Task description:
Below are records; please give the number of their lines that contain the string "zoom", and only that number.

Recorded data:
• • •

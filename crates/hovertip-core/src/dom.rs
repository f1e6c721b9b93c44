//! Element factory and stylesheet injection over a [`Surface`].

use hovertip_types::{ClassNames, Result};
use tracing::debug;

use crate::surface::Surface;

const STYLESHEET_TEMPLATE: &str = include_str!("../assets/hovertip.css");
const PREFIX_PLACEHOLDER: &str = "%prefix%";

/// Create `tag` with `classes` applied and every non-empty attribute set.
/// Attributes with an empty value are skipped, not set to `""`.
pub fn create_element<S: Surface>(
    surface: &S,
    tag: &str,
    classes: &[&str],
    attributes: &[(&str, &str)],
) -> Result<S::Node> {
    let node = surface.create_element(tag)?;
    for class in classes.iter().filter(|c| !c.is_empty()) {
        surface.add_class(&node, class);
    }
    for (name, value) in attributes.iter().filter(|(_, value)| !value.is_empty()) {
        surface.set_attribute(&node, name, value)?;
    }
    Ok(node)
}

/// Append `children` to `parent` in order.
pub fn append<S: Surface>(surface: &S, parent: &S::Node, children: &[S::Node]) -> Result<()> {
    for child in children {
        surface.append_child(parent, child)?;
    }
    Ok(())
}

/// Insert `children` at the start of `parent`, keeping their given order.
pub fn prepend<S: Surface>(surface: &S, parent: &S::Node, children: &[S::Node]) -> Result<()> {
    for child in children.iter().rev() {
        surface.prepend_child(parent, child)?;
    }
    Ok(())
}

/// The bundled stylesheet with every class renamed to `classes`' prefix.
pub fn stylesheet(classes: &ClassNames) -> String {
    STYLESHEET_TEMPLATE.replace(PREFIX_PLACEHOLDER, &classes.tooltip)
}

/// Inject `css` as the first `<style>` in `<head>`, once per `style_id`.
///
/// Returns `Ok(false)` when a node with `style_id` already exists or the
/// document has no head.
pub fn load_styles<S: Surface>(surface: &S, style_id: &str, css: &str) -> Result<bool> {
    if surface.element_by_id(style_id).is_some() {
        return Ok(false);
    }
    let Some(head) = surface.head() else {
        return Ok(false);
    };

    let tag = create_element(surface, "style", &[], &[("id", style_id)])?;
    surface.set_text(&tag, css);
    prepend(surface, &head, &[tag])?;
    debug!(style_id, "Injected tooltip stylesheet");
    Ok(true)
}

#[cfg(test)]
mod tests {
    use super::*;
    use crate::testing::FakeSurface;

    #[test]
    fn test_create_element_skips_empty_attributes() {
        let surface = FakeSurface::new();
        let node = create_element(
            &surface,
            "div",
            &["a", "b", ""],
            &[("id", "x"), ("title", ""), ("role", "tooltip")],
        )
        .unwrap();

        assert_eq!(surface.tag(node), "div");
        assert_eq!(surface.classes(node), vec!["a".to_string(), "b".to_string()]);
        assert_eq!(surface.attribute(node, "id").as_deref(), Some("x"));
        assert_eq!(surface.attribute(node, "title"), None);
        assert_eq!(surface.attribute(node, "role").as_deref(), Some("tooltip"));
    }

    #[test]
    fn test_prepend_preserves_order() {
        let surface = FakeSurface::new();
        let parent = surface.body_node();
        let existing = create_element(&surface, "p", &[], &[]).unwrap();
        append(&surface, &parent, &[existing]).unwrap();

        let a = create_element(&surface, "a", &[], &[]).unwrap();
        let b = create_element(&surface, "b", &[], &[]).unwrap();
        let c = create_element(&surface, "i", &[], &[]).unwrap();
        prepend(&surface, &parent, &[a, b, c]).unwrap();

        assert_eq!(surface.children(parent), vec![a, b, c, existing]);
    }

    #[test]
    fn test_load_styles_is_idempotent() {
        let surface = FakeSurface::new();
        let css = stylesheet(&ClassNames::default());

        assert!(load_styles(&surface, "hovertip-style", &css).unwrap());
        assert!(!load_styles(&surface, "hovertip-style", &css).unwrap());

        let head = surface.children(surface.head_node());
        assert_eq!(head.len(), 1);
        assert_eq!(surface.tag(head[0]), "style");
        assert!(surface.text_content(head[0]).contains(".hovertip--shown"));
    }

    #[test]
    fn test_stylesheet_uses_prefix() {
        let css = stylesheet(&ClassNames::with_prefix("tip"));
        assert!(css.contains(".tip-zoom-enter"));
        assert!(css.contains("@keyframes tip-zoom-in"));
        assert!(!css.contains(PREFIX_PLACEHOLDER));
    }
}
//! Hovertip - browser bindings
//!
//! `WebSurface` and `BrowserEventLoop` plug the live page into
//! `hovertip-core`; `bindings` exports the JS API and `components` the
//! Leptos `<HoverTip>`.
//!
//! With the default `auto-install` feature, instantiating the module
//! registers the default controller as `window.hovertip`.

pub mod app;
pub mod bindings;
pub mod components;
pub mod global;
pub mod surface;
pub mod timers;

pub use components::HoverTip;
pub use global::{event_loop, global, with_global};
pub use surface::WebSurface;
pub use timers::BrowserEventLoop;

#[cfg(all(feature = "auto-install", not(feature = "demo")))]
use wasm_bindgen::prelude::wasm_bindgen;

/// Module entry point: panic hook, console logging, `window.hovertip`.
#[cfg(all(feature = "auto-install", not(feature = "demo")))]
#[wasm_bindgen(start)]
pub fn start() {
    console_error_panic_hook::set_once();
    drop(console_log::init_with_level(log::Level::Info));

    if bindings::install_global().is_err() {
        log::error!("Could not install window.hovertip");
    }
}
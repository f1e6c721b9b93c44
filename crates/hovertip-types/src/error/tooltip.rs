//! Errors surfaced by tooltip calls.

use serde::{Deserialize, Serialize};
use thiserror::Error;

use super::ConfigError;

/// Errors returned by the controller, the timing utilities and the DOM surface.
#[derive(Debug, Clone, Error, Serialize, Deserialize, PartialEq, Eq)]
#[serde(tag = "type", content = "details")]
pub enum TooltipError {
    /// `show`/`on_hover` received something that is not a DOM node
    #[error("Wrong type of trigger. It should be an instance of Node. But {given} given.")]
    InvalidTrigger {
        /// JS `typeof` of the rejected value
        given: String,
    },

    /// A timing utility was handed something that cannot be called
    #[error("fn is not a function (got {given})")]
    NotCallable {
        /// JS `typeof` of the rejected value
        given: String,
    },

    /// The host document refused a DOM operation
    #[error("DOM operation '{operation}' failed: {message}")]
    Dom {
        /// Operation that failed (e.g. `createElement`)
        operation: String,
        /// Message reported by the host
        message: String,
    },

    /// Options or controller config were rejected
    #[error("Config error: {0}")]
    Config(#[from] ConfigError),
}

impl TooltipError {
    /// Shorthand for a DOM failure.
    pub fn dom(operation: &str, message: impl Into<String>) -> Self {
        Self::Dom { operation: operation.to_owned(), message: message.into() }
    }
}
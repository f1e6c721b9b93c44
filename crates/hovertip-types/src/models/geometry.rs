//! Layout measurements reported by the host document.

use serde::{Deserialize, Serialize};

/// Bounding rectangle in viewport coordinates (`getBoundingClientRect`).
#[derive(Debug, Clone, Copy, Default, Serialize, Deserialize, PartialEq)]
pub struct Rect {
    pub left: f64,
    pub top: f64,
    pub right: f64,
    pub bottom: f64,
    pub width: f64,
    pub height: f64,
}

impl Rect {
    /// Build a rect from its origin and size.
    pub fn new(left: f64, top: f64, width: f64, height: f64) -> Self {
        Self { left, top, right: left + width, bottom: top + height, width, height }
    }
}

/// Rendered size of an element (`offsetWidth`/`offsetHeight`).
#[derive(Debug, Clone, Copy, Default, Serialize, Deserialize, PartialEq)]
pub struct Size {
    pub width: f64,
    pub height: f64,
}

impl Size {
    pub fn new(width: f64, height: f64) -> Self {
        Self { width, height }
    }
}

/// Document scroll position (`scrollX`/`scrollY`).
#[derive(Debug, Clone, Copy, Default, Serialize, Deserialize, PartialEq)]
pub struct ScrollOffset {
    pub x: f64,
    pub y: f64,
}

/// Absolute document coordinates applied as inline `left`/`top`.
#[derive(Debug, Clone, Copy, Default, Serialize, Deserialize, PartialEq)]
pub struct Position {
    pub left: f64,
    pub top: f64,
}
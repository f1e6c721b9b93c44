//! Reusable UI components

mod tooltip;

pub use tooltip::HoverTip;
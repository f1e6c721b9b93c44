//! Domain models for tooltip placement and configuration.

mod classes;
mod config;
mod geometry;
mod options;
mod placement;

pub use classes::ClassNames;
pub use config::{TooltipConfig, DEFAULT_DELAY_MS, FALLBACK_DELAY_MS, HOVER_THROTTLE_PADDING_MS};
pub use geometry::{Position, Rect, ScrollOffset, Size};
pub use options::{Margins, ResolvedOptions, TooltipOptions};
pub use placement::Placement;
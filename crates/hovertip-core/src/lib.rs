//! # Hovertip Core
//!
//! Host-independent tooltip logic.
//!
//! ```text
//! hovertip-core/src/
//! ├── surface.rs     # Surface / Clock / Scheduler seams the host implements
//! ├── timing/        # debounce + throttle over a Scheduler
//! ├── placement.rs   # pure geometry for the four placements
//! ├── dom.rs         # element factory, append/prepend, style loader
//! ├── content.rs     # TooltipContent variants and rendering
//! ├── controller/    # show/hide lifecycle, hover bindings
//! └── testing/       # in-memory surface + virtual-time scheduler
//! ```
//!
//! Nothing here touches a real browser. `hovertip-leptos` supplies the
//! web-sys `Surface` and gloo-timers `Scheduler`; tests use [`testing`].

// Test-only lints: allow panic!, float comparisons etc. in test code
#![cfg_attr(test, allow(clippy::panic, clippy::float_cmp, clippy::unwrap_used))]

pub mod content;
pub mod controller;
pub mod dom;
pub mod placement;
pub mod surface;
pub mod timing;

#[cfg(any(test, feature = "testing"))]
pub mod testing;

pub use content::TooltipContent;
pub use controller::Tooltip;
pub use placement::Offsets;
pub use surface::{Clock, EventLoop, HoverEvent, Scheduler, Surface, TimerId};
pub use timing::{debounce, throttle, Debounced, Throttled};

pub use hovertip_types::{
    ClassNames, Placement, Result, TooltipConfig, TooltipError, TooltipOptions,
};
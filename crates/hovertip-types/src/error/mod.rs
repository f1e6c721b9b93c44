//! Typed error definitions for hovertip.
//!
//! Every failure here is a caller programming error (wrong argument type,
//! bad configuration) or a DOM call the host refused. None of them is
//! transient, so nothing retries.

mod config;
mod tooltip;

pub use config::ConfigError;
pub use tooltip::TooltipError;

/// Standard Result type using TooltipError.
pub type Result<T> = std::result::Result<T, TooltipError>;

• • •

The answer:
2